Preventing Postpartum Depression
The previous history of depression heightens the risk that a mother would develop PPD. The threat is highest for a woman who had been diagnosed with PPD in her previous pregnancy. If the history of depression is reported, clinicians should consider appropriate options to avoid a recurrence of the same. If this is the first childbirth, and the mother has shown good health all through, experts suggest not giving new treatment but monitoring the mother carefully. Treatment should only be given if symptoms show up (Moline, 2003). However, Moline further points out that if the mother had had PPD previously, it is recommended starting preventive treatment whereby antidepressants are given together psychosocial interventions soon after childbirth. If the mother has greater risk interventions should be provided during the third trimester.

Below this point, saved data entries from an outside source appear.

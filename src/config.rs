//! Configuration file handling.
//!
//! The configuration file is stored at `$BUDGET_QUEUE_HOME/config.json`. It names the remote API
//! the queue drains to, along with a few tuning knobs. The home directory also holds the local
//! store and the archive of sent batches.

use crate::db::STORE_NAME;
use crate::error::Res;
use crate::utils;
use anyhow::{bail, ensure, Context};
use serde::{Deserialize, Serialize};
use std::path::{Path, PathBuf};
use std::time::Duration;
use url::Url;

const APP_NAME: &str = "budget-queue";
const CONFIG_VERSION: u8 = 1;
const CONFIG_JSON: &str = "config.json";
const SENT: &str = ".sent";

/// The endpoint used when `config.json` does not name one.
pub(crate) const DEFAULT_ENDPOINT: &str = "/api/transaction/bulk";
const ARCHIVE_COPIES: u32 = 5;
const PROBE_INTERVAL_SECS: u64 = 5;

/// The `Config` object represents the configuration of the app. You instantiate it by providing
/// the path to `$BUDGET_QUEUE_HOME` and from there it loads `config.json`. It also provides the
/// paths of the other items that live in the home directory.
#[derive(Debug, Clone)]
pub struct Config {
    root: PathBuf,
    config_path: PathBuf,
    store_path: PathBuf,
    sent_dir: PathBuf,
    upload_url: Url,
    config_file: ConfigFile,
}

impl Config {
    /// Creates the home directory and:
    /// - writes an initial `config.json` pointing at `origin`
    /// - creates the local store
    ///
    /// # Arguments
    /// - `dir` - The home directory, e.g. `$HOME/budget-queue`. Created if missing.
    /// - `origin` - The base URL of the budget API, e.g. `https://budget.example.com`.
    /// - `endpoint` - The path records are posted to. Defaults to `/api/transaction/bulk`.
    ///
    /// # Errors
    /// - Returns an error if `origin` is not a valid URL, if a `config.json` already exists, or if
    ///   any file operation fails.
    pub async fn create(
        dir: impl Into<PathBuf>,
        origin: &str,
        endpoint: Option<&str>,
    ) -> Res<Self> {
        let maybe_relative = dir.into();
        utils::make_dir(&maybe_relative)
            .await
            .context("Unable to create the home directory")?;
        let root = utils::canonicalize(&maybe_relative).await?;

        let config_path = root.join(CONFIG_JSON);
        if config_path.exists() {
            bail!(
                "A config file already exists at '{}'",
                config_path.display()
            );
        }

        let config_file = ConfigFile {
            origin: origin.to_string(),
            endpoint: endpoint.map(str::to_string),
            ..ConfigFile::default()
        };
        let upload_url = config_file.upload_url()?;
        config_file.save(&config_path).await?;

        let sent_dir = root.join(SENT);
        utils::make_dir(&sent_dir).await?;

        let store_path = root.join(format!("{STORE_NAME}.sqlite"));
        crate::db::Db::open(&store_path)
            .await
            .context("Unable to create the local store")?
            .close()
            .await;

        Ok(Self {
            root,
            config_path,
            store_path,
            sent_dir,
            upload_url,
            config_file,
        })
    }

    /// Validates that the home directory and its `config.json` exist, then loads them.
    pub async fn load(home: impl Into<PathBuf>) -> Res<Self> {
        let maybe_relative = home.into();
        let root = utils::canonicalize(&maybe_relative)
            .await
            .context("The home directory is missing, run 'budgetq init' first")?;

        let config_path = root.join(CONFIG_JSON);
        if !config_path.is_file() {
            bail!("The config file is missing '{}'", config_path.display())
        }
        let config_file = ConfigFile::load(&config_path).await?;
        let upload_url = config_file.upload_url()?;

        Ok(Self {
            store_path: root.join(format!("{STORE_NAME}.sqlite")),
            sent_dir: root.join(SENT),
            root,
            config_path,
            upload_url,
            config_file,
        })
    }

    pub fn root(&self) -> &Path {
        &self.root
    }

    pub fn config_path(&self) -> &Path {
        &self.config_path
    }

    pub fn store_path(&self) -> &Path {
        &self.store_path
    }

    /// Where copies of successfully uploaded batches are kept.
    pub fn sent_dir(&self) -> &Path {
        &self.sent_dir
    }

    /// The full URL that queued records are posted to.
    pub fn upload_url(&self) -> &Url {
        &self.upload_url
    }

    pub fn archive_copies(&self) -> u32 {
        self.config_file.archive_copies
    }

    pub fn probe_interval(&self) -> Duration {
        Duration::from_secs(self.config_file.probe_interval_secs)
    }

    /// `None` means a request may wait forever.
    pub fn request_timeout(&self) -> Option<Duration> {
        self.config_file.request_timeout_secs.map(Duration::from_secs)
    }
}

/// Represents the serialization and deserialization format of the configuration file.
///
/// Example configuration:
/// ```json
/// {
///   "app_name": "budget-queue",
///   "config_version": 1,
///   "origin": "https://budget.example.com",
///   "endpoint": "/api/transaction/bulk",
///   "archive_copies": 5,
///   "probe_interval_secs": 5,
///   "request_timeout_secs": 30
/// }
/// ```
#[derive(Debug, Clone, Serialize, Deserialize, Eq, PartialEq)]
struct ConfigFile {
    /// Application name, should always be "budget-queue"
    app_name: String,

    config_version: u8,

    /// Base URL of the budget API
    origin: String,

    /// Path, relative to `origin`, that batches are posted to
    #[serde(default, skip_serializing_if = "Option::is_none")]
    endpoint: Option<String>,

    /// Number of sent-batch archive files to keep, 0 turns archiving off
    #[serde(default = "default_archive_copies")]
    archive_copies: u32,

    /// Seconds between connectivity checks in `watch`
    #[serde(default = "default_probe_interval_secs")]
    probe_interval_secs: u64,

    #[serde(default, skip_serializing_if = "Option::is_none")]
    request_timeout_secs: Option<u64>,
}

fn default_archive_copies() -> u32 {
    ARCHIVE_COPIES
}

fn default_probe_interval_secs() -> u64 {
    PROBE_INTERVAL_SECS
}

impl Default for ConfigFile {
    fn default() -> Self {
        Self {
            app_name: APP_NAME.to_string(),
            config_version: CONFIG_VERSION,
            origin: String::new(),
            endpoint: None,
            archive_copies: ARCHIVE_COPIES,
            probe_interval_secs: PROBE_INTERVAL_SECS,
            request_timeout_secs: None,
        }
    }
}

impl ConfigFile {
    async fn load(path: &Path) -> Res<Self> {
        let config: ConfigFile = utils::deserialize(path).await?;
        ensure!(
            config.app_name == APP_NAME,
            "Invalid app_name in config file: expected '{}', got '{}'",
            APP_NAME,
            config.app_name
        );
        ensure!(
            config.config_version == CONFIG_VERSION,
            "Unsupported config_version {} in config file, expected {}",
            config.config_version,
            CONFIG_VERSION
        );
        ensure!(
            config.probe_interval_secs > 0,
            "probe_interval_secs must be greater than zero"
        );
        Ok(config)
    }

    async fn save(&self, path: &Path) -> Res<()> {
        let data = serde_json::to_string_pretty(self).context("Unable to serialize config")?;
        utils::write(path, data)
            .await
            .context("Unable to write config file")
    }

    fn endpoint(&self) -> &str {
        self.endpoint.as_deref().unwrap_or(DEFAULT_ENDPOINT)
    }

    /// Resolves the endpoint against the origin the way a browser resolves a relative `fetch`.
    fn upload_url(&self) -> Res<Url> {
        let origin = Url::parse(&self.origin)
            .with_context(|| format!("Invalid origin URL '{}'", self.origin))?;
        ensure!(
            matches!(origin.scheme(), "http" | "https"),
            "The origin URL must use http or https, got '{}'",
            origin.scheme()
        );
        origin
            .join(self.endpoint())
            .with_context(|| format!("Invalid endpoint '{}'", self.endpoint()))
    }
}

#[cfg(test)]
mod tests {
    use super::*;
    use tempfile::TempDir;

    #[tokio::test]
    async fn test_config_create_and_load() {
        let dir = TempDir::new().unwrap();
        let home = dir.path().join("budget-queue");

        let created = Config::create(&home, "https://budget.example.com", None)
            .await
            .unwrap();
        assert!(created.config_path().is_file());
        assert!(created.store_path().is_file());
        assert!(created.sent_dir().is_dir());
        assert_eq!(
            created.upload_url().as_str(),
            "https://budget.example.com/api/transaction/bulk"
        );

        let loaded = Config::load(&home).await.unwrap();
        assert_eq!(loaded.root(), created.root());
        assert_eq!(loaded.upload_url(), created.upload_url());
        assert_eq!(loaded.archive_copies(), 5);
        assert_eq!(loaded.probe_interval(), Duration::from_secs(5));
        assert_eq!(loaded.request_timeout(), None);
    }

    #[tokio::test]
    async fn test_config_create_twice_fails() {
        let dir = TempDir::new().unwrap();
        Config::create(dir.path(), "http://localhost:3001", None)
            .await
            .unwrap();
        assert!(Config::create(dir.path(), "http://localhost:3001", None)
            .await
            .is_err());
    }

    #[tokio::test]
    async fn test_config_create_rejects_bad_origin() {
        let dir = TempDir::new().unwrap();
        assert!(Config::create(dir.path(), "not a url", None).await.is_err());
        assert!(Config::create(dir.path(), "ftp://example.com", None)
            .await
            .is_err());
        assert!(!dir.path().join(CONFIG_JSON).exists());
    }

    #[tokio::test]
    async fn test_config_load_missing_home() {
        let dir = TempDir::new().unwrap();
        assert!(Config::load(dir.path().join("nope")).await.is_err());
        assert!(Config::load(dir.path()).await.is_err());
    }

    #[tokio::test]
    async fn test_config_file_minimal() {
        let dir = TempDir::new().unwrap();
        let path = dir.path().join(CONFIG_JSON);
        let json = r#"{
            "app_name": "budget-queue",
            "config_version": 1,
            "origin": "http://localhost:3001"
        }"#;
        utils::write(&path, json).await.unwrap();

        let config = ConfigFile::load(&path).await.unwrap();
        assert_eq!(config.endpoint(), DEFAULT_ENDPOINT);
        assert_eq!(config.archive_copies, ARCHIVE_COPIES);
        assert_eq!(config.probe_interval_secs, PROBE_INTERVAL_SECS);
        assert_eq!(
            config.upload_url().unwrap().as_str(),
            "http://localhost:3001/api/transaction/bulk"
        );
    }

    #[tokio::test]
    async fn test_config_file_invalid_app_name() {
        let dir = TempDir::new().unwrap();
        let path = dir.path().join(CONFIG_JSON);
        let json = r#"{"app_name": "some-other-app", "config_version": 1, "origin": "http://x"}"#;
        utils::write(&path, json).await.unwrap();

        let err = ConfigFile::load(&path).await.unwrap_err();
        assert!(err.to_string().contains("Invalid app_name"));
    }

    #[tokio::test]
    async fn test_config_file_save_and_load() {
        let dir = TempDir::new().unwrap();
        let path = dir.path().join(CONFIG_JSON);
        let original = ConfigFile {
            origin: "https://budget.example.com".to_string(),
            endpoint: Some("/bulk".to_string()),
            archive_copies: 2,
            probe_interval_secs: 9,
            request_timeout_secs: Some(30),
            ..ConfigFile::default()
        };
        original.save(&path).await.unwrap();
        assert_eq!(original, ConfigFile::load(&path).await.unwrap());
    }

    #[test]
    fn test_config_file_omits_none_fields() {
        let json = serde_json::to_string(&ConfigFile::default()).unwrap();
        assert!(!json.contains("endpoint"));
        assert!(!json.contains("request_timeout_secs"));
    }

    #[test]
    fn test_upload_url_joins_endpoint() {
        let mut config = ConfigFile {
            origin: "https://budget.example.com/app/".to_string(),
            ..ConfigFile::default()
        };
        assert_eq!(
            config.upload_url().unwrap().as_str(),
            "https://budget.example.com/api/transaction/bulk"
        );
        config.endpoint = Some("queue/flush".to_string());
        assert_eq!(
            config.upload_url().unwrap().as_str(),
            "https://budget.example.com/app/queue/flush"
        );
    }
}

Postpartum depression affects about 10% of women who have just given birth, but not all cases are reported and can be as high as 35% in a given demographic group. The exact cause of PPD is not known. Postpartum depression is characterized by more than four of the following symptoms which should persist for more than 14 days: excessive insomnia, very low self-esteem, guilt, unpredictable appetite, fatigue psychomotor retardation suicidal ideation and low level of concentration. Encountering a stressful event during pregnancy, depression, and anxiety during pregnancy, lack of enough support from a family member, and having experienced depression over the year are the risk factors for PPD. Outpatient treatment takes two essential forms psychotherapy and pharmacotherapy.